TASK ITEM
Using the records below, repeat exactly the lines from the one holding "#[derive(Debug, Clone, PartialEq, Error)]" through the one holding "or not callable.", both ends included, and no others.

PROVIDED RECORDS

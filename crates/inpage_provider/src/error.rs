//! Provider error type.

use thiserror::Error;

use crate::{messages, options::ReceivedValue};

#[derive(Debug, Clone, PartialEq, Error)]
/// Failures raised by provider construction, request validation, and host binding.
pub enum ProviderError {
    /// The transport is missing or lacks the readable/writable capability.
    #[error("{}", messages::errors::invalid_duplex_stream())]
    InvalidTransport,
    /// The options bag or one of its typed fields was malformed.
    #[error(
        "{}",
        messages::errors::invalid_options(.max_event_listeners.as_ref(), .should_send_metadata.as_ref())
    )]
    InvalidOptions {
        /// Raw `maxEventListeners` as received, `None` when absent.
        max_event_listeners: Option<ReceivedValue>,
        /// Raw `shouldSendMetadata` as received, `None` when absent.
        should_send_metadata: Option<ReceivedValue>,
    },
    /// A logger was supplied but it is not an object.
    #[error("{}", messages::errors::invalid_logger_object())]
    InvalidLoggerObject,
    /// The first required logger method, in fixed scan order, that is missing or not callable.
    #[error("{}", messages::errors::invalid_logger_method(.0))]
    InvalidLoggerMethod(&'static str),
    /// `request` was not given a single object argument.
    #[error("{}", messages::errors::invalid_request_args())]
    InvalidRequestArgs,
    /// `request` was given an empty method name.
    #[error("{}", messages::errors::invalid_request_method())]
    InvalidRequestMethod,
    /// `request` params were neither an array nor an object.
    #[error("{}", messages::errors::invalid_request_params())]
    InvalidRequestParams,
    /// The transport rejected or failed a request.
    #[error("{0}")]
    Rpc(String),
    /// The host environment refused a binding or dispatch.
    #[error("host binding failed: {0}")]
    Host(String),
}

impl ProviderError {
    /// Returns whether this error came from construction-time validation.
    pub const fn is_construction_failure(&self) -> bool {
        matches!(
            self,
            Self::InvalidTransport
                | Self::InvalidOptions { .. }
                | Self::InvalidLoggerObject
                | Self::InvalidLoggerMethod(_)
        )
    }
}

EXERCISE ANSWER
#[derive(Debug, Clone, PartialEq, Error)]
/// Failures raised by provider construction, request validation, and host binding.
pub enum ProviderError {
    /// The transport is missing or lacks the readable/writable capability.
    #[error("{}", messages::errors::invalid_duplex_stream())]
    InvalidTransport,
    /// The options bag or one of its typed fields was malformed.
    #[error(
        "{}",
        messages::errors::invalid_options(.max_event_listeners.as_ref(), .should_send_metadata.as_ref())
    )]
    InvalidOptions {
        /// Raw `maxEventListeners` as received, `None` when absent.
        max_event_listeners: Option<ReceivedValue>,
        /// Raw `shouldSendMetadata` as received, `None` when absent.
        should_send_metadata: Option<ReceivedValue>,
    },
    /// A logger was supplied but it is not an object.
    #[error("{}", messages::errors::invalid_logger_object())]
    InvalidLoggerObject,
    /// The first required logger method, in fixed scan order, that is missing or not callable.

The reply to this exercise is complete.